WHAT NEEDS TO BE DONE:
Say how many lines of the entries below include "RwSignal", giving nothing but that number.

(Beginning of MATERIAL PROVIDED)

//! "Select all" checkbox in the table header.
//!
//! ```ignore
//! <TableHeaderCheckbox
//!     state=Signal::derive(move || selection.with(|s| s.checkbox_state(filtered_len.get())))
//!     on_toggle=Callback::new(move |_| select_all())
//! />
//! ```

use contracts::shared::list::CheckboxState;
use leptos::prelude::*;
use thaw::*;

/// Header checkbox with three states: unchecked, checked, indeterminate.
///
/// The state is computed by the caller; a click only reports the toggle.
#[component]
pub fn TableHeaderCheckbox(
    #[prop(into)]
    state: Signal<CheckboxState>,

    /// Called on every click, whatever the current state
    on_toggle: Callback<()>,
) -> impl IntoView {
    let checkbox_ref = NodeRef::<leptos::html::Input>::new();

    // `indeterminate` is a DOM property only, there is no attribute for it.
    Effect::new(move |_| {
        let is_indeterminate = matches!(state.get(), CheckboxState::Indeterminate);
        if let Some(input) = checkbox_ref.get() {
            input.set_indeterminate(is_indeterminate);
        }
    });

    view! {
        <TableHeaderCell resizable=false class="fixed-checkbox-column">
            <input
                node_ref=checkbox_ref
                type="checkbox"
                class="table__checkbox"
                title="Select all"
                prop:checked=move || matches!(state.get(), CheckboxState::Checked)
                on:change=move |_| on_toggle.run(())
            />
        </TableHeaderCell>
    }
}
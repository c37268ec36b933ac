pub mod components;
pub mod icons;
pub mod list_utils;
pub mod modal;
pub mod page_frame;
pub mod page_standard;
pub mod theme;
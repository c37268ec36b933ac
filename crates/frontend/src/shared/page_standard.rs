//! Page category constants.
//!
//! Every routed page declares:
//!   - HTML `id` in the format `{entity}--{category}` (e.g. `"a001_order--list"`)
//!   - `data-page-category` with one of the constants below
//!
//! The entity part matches the module directory (`domain/a001_order/`,
//! `dashboards/d001_ecommerce/`).

/// List of records: table with filters.
pub const PAGE_CAT_LIST: &str = "list";

/// Analytical dashboard / chart view.
pub const PAGE_CAT_DASHBOARD: &str = "dashboard";

/// Validate that a page id matches the `{entity}--{category}` format.
pub fn is_valid_page_id(id: &str) -> bool {
    let parts: Vec<&str> = id.splitn(2, "--").collect();
    parts.len() == 2 && !parts[0].is_empty() && !parts[1].is_empty()
}
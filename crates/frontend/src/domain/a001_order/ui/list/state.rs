use contracts::domain::a001_order::{DetailOverlay, OrderRecord, OrdersQuery, SelectionSet};
use contracts::shared::list::CheckboxState;
use contracts::shared::loading::LoadPhase;
use leptos::prelude::*;

/// Everything the orders view owns. The filtered list is derived, never stored.
#[derive(Clone, Debug, Default)]
pub struct OrdersListState {
    pub orders: Vec<OrderRecord>,
    pub query: OrdersQuery,
    pub selection: SelectionSet,
    pub overlay: DetailOverlay,
    pub phase: LoadPhase,
    pub error: Option<String>,
}

impl OrdersListState {
    pub fn filtered(&self) -> Vec<OrderRecord> {
        self.query.apply(&self.orders)
    }

    /// Stores the loaded orders. Ignored when the load already finished.
    pub fn finish_loading(&mut self, orders: Vec<OrderRecord>) -> bool {
        if !self.phase.finish() {
            return false;
        }
        self.orders = orders;
        true
    }

    /// Ends loading with no orders and an error message for the banner.
    pub fn fail_loading(&mut self, message: String) {
        if self.phase.finish() {
            self.error = Some(message);
        }
    }

    pub fn select_all(&mut self) {
        let filtered = self.filtered();
        self.selection.select_all(&filtered);
    }

    pub fn header_checkbox(&self) -> CheckboxState {
        self.selection.checkbox_state(self.filtered().len())
    }
}

pub fn create_state() -> RwSignal<OrdersListState> {
    RwSignal::new(OrdersListState::default())
}

#[cfg(test)]
mod tests {
    use super::*;
    use contracts::domain::a001_order::{mock, OrderStatus, StatusFilter};

    fn loaded() -> OrdersListState {
        let mut state = OrdersListState::default();
        assert!(state.finish_loading(mock::orders().unwrap()));
        state
    }

    #[test]
    fn test_load_happens_once() {
        let mut state = loaded();
        assert!(!state.phase.is_loading());
        assert!(!state.finish_loading(Vec::new()));
        assert_eq!(state.orders.len(), 10);

        state.fail_loading("late".to_string());
        assert_eq!(state.error, None);
    }

    #[test]
    fn test_header_checkbox_follows_filter() {
        let mut state = loaded();
        assert_eq!(state.header_checkbox(), CheckboxState::Unchecked);

        state.select_all();
        assert_eq!(state.header_checkbox(), CheckboxState::Checked);

        state.query.status_filter = StatusFilter::Only(OrderStatus::Rejected);
        assert_eq!(state.filtered().len(), 2);
        // Ten stale ids against two visible rows: neither all nor partial.
        assert_eq!(state.header_checkbox(), CheckboxState::Unchecked);

        state.select_all();
        assert_eq!(state.selection.len(), 2);
        assert_eq!(state.header_checkbox(), CheckboxState::Checked);
    }

    #[test]
    fn test_empty_while_loading() {
        let state = OrdersListState::default();
        assert!(state.phase.is_loading());
        assert!(state.filtered().is_empty());
        assert_eq!(state.header_checkbox(), CheckboxState::Unchecked);
    }
}
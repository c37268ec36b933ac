//! Sidebar with the brand and the static navigation sections.

use crate::shared::icons::icon;
use contracts::shared::config::DashboardConfig;
use contracts::shared::navigation::{AppRoute, SidebarItem};
use leptos::prelude::*;

#[derive(Clone, Debug, PartialEq)]
struct MenuItem {
    label: &'static str,
    icon: &'static str,
    /// `None` for entries without a view of their own
    target: Option<AppRoute>,
}

#[derive(Clone, Debug, PartialEq)]
struct MenuGroup {
    id: &'static str,
    label: &'static str,
    items: Vec<MenuItem>,
}

fn item(label: &'static str, icon: &'static str, target: Option<AppRoute>) -> MenuItem {
    MenuItem { label, icon, target }
}

fn get_menu_groups() -> Vec<MenuGroup> {
    vec![
        MenuGroup {
            id: "dashboards",
            label: "Dashboards",
            items: vec![
                item("Default", "pie-chart", Some(AppRoute::Home)),
                item("eCommerce", "shopping-bag", Some(AppRoute::Orders)),
                item("Projects", "folder", None),
                item("Online Courses", "book-open", None),
            ],
        },
        MenuGroup {
            id: "pages",
            label: "Pages",
            items: vec![
                item("User Profile", "user", None),
                item("Account", "id-card", None),
                item("Corporate", "users", None),
                item("Blog", "file-text", None),
                item("Social", "message-square", None),
            ],
        },
    ]
}

#[component]
pub fn Sidebar(
    /// Entry highlighted for the current route
    #[prop(into)]
    active: Signal<SidebarItem>,
) -> impl IntoView {
    let brand = use_context::<DashboardConfig>()
        .map(|config| config.app.brand)
        .unwrap_or_else(|| "ByeWind".to_string());

    view! {
        <div class="app-sidebar__content">
            <div class="app-sidebar__brand">
                <span class="app-sidebar__logo">{brand.chars().next().unwrap_or('B').to_string()}</span>
                <span class="app-sidebar__brand-name">{brand}</span>
            </div>

            <div class="app-sidebar__tabs">
                <span class="app-sidebar__tab app-sidebar__tab--active">"Favorites"</span>
                <span class="app-sidebar__tab">"Recently"</span>
            </div>

            {get_menu_groups().into_iter().map(|group| {
                view! {
                    <div class="app-sidebar__group" data-group=group.id>
                        <div class="app-sidebar__group-label">{group.label}</div>
                        {group.items.into_iter().map(|entry| {
                            let is_active = move || {
                                entry.target.map(|r| r.sidebar_item()) == Some(active.get())
                            };
                            match entry.target {
                                Some(route) => view! {
                                    <a
                                        href=route.path()
                                        class="app-sidebar__item"
                                        class:app-sidebar__item--active=is_active
                                    >
                                        <div class="app-sidebar__item-content">
                                            {icon(entry.icon)}
                                            <span>{entry.label}</span>
                                        </div>
                                    </a>
                                }.into_any(),
                                None => view! {
                                    <div class="app-sidebar__item app-sidebar__item--inert">
                                        <div class="app-sidebar__item-content">
                                            {icon("chevron-right")}
                                            {icon(entry.icon)}
                                            <span>{entry.label}</span>
                                        </div>
                                    </div>
                                }.into_any(),
                            }
                        }).collect_view()}
                    </div>
                }
            }).collect_view()}
        </div>
    }
}

#[cfg(test)]
mod tests {
    use super::*;

    #[test]
    fn test_only_dashboard_entries_are_linked() {
        let groups = get_menu_groups();
        let linked: Vec<_> = groups
            .iter()
            .flat_map(|g| g.items.iter())
            .filter_map(|i| i.target.map(|r| (i.label, r.path())))
            .collect();
        assert_eq!(linked, vec![("Default", "/"), ("eCommerce", "/orders")]);
    }

    #[test]
    fn test_sections() {
        let labels: Vec<_> = get_menu_groups().iter().map(|g| g.label).collect();
        assert_eq!(labels, vec!["Dashboards", "Pages"]);
    }
}
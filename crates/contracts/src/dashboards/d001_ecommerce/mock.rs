//! Sample figures for the home view.

use super::dto::HomeData;

const MOCK_HOME_JSON: &str = include_str!("mock_home.json");

pub fn home_data() -> anyhow::Result<HomeData> {
    let data: HomeData = serde_json::from_str(MOCK_HOME_JSON)
        .map_err(|e| anyhow::anyhow!("Failed to parse mock_home.json: {}", e))?;
    Ok(data)
}
use leptos::prelude::*;

#[component]
pub fn Right(children: Children) -> impl IntoView {
    view! {
        <aside data-zone="right" class="app-panel">
            {children()}
        </aside>
    }
}
pub mod config;
pub mod format;
pub mod list;
pub mod loading;
pub mod navigation;
pub mod text;
pub mod theme;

(End of MATERIAL PROVIDED)

EXERCISE RESULT:
2